Your objective: Find every line in the records below that holds the word "bind", and copy it out.

Dataset entries:
⁂

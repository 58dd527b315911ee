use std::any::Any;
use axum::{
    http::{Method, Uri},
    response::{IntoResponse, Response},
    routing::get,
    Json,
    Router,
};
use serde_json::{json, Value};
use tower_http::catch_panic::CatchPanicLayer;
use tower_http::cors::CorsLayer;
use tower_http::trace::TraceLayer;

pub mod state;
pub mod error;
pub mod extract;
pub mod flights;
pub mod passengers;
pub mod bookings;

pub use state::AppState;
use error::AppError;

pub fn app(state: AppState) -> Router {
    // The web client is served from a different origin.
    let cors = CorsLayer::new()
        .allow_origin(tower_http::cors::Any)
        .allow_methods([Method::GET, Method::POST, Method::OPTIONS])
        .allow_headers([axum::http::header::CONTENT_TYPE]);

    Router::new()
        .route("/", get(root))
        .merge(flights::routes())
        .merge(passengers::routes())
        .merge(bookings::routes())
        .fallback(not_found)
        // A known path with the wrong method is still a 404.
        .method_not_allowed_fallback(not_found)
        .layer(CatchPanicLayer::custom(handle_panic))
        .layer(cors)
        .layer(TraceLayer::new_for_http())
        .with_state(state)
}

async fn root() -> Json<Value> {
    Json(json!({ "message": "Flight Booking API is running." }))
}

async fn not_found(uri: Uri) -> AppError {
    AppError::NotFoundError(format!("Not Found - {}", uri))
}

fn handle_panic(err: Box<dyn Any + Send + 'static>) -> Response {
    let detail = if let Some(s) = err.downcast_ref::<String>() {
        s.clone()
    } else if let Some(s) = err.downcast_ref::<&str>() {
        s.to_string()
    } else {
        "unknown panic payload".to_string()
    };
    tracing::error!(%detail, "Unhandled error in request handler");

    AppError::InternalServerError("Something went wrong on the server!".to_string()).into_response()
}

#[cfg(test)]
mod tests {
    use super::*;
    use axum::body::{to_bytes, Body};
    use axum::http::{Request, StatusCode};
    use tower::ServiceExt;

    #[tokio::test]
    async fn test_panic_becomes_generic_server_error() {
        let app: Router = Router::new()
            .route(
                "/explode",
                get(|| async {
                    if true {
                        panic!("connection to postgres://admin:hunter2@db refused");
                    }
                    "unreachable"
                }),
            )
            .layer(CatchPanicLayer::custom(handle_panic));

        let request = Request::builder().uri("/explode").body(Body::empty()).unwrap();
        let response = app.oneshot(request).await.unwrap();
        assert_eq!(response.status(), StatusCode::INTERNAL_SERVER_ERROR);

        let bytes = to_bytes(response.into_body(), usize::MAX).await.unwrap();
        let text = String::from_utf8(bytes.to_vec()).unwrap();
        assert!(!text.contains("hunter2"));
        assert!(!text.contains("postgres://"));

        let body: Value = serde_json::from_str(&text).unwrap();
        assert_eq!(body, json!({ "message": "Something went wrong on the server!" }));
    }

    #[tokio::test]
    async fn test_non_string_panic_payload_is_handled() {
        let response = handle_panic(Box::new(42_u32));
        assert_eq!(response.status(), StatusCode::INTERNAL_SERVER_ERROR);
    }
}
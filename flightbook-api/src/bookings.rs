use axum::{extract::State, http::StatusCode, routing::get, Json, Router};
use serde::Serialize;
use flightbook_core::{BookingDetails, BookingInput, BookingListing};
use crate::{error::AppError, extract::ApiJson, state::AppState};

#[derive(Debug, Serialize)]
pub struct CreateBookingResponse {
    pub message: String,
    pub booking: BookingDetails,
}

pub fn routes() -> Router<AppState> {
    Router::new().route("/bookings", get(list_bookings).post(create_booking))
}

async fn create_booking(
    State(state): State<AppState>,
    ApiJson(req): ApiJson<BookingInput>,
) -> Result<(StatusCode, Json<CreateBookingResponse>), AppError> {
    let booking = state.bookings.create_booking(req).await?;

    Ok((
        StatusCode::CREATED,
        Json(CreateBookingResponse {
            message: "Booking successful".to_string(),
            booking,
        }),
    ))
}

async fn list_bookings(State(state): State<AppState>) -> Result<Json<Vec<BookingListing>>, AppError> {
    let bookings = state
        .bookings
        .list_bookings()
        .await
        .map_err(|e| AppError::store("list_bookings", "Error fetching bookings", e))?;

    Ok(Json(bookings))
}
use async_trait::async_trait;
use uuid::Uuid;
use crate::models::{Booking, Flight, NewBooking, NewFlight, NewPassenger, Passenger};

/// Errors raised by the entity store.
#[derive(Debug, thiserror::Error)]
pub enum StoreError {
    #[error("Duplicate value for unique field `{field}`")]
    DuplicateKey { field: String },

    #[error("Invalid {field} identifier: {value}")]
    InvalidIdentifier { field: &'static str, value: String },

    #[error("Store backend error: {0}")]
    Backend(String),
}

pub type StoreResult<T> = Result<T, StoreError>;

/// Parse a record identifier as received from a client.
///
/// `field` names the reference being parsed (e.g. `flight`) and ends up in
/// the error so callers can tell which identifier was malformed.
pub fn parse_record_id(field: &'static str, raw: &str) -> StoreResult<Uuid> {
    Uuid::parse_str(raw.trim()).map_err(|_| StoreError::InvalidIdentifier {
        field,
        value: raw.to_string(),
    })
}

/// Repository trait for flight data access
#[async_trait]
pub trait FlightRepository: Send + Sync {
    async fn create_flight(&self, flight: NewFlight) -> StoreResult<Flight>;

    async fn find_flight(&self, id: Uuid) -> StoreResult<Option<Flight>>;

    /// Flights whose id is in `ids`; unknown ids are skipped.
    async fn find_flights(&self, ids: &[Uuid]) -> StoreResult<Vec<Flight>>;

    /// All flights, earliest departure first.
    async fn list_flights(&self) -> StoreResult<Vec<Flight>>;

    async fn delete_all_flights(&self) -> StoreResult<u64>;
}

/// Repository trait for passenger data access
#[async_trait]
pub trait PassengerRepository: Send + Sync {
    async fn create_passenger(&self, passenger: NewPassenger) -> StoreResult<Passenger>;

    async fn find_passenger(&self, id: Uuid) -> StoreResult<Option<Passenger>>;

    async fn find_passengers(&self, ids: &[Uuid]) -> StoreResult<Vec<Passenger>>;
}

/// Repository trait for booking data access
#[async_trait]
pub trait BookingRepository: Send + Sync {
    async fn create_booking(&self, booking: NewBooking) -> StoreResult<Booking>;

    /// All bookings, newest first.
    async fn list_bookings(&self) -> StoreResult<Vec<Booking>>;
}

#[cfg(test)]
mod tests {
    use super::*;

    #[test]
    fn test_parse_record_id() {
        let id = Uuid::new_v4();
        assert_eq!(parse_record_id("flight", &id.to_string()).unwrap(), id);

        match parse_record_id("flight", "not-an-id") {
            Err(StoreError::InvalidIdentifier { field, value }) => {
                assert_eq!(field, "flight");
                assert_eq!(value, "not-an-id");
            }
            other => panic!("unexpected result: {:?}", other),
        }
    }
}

⁂

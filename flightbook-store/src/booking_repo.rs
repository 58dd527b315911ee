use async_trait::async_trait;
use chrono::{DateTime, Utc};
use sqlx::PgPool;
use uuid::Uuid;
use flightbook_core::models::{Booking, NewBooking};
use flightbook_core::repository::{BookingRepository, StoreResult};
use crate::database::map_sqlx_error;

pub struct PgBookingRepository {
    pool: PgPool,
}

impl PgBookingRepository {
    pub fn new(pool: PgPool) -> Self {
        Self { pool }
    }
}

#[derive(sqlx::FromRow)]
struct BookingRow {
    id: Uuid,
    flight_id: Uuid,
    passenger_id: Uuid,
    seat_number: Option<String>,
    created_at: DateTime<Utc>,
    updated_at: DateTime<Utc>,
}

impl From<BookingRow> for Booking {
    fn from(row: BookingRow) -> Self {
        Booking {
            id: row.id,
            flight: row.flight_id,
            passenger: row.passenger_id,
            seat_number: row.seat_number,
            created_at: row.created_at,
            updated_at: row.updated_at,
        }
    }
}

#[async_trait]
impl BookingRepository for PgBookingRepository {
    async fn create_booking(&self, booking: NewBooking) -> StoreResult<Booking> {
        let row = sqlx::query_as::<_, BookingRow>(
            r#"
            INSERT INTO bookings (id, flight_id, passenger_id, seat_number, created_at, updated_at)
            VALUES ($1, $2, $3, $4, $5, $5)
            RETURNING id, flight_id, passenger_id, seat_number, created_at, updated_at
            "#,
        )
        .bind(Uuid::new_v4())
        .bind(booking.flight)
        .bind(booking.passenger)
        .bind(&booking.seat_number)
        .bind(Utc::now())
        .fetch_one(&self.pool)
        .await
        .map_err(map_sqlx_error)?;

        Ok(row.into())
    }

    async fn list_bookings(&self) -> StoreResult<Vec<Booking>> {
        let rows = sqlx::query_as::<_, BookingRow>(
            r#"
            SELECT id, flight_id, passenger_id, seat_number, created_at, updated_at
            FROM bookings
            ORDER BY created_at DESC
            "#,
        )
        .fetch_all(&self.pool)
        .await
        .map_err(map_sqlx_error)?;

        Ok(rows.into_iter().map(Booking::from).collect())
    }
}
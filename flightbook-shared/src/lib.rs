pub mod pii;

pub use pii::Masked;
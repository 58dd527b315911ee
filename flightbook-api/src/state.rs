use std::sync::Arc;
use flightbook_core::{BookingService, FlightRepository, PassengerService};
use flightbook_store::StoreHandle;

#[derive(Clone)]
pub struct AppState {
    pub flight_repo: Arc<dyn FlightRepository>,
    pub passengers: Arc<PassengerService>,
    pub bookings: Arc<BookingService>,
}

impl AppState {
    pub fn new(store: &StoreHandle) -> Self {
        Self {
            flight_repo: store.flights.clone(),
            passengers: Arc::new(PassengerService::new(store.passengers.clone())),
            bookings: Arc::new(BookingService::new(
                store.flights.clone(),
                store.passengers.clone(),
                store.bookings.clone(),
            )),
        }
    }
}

⁂

Finished task:
        .bind(Uuid::new_v4())
        .bind(booking.flight)
        .bind(booking.passenger)
        .bind(&booking.seat_number)
        .bind(Utc::now())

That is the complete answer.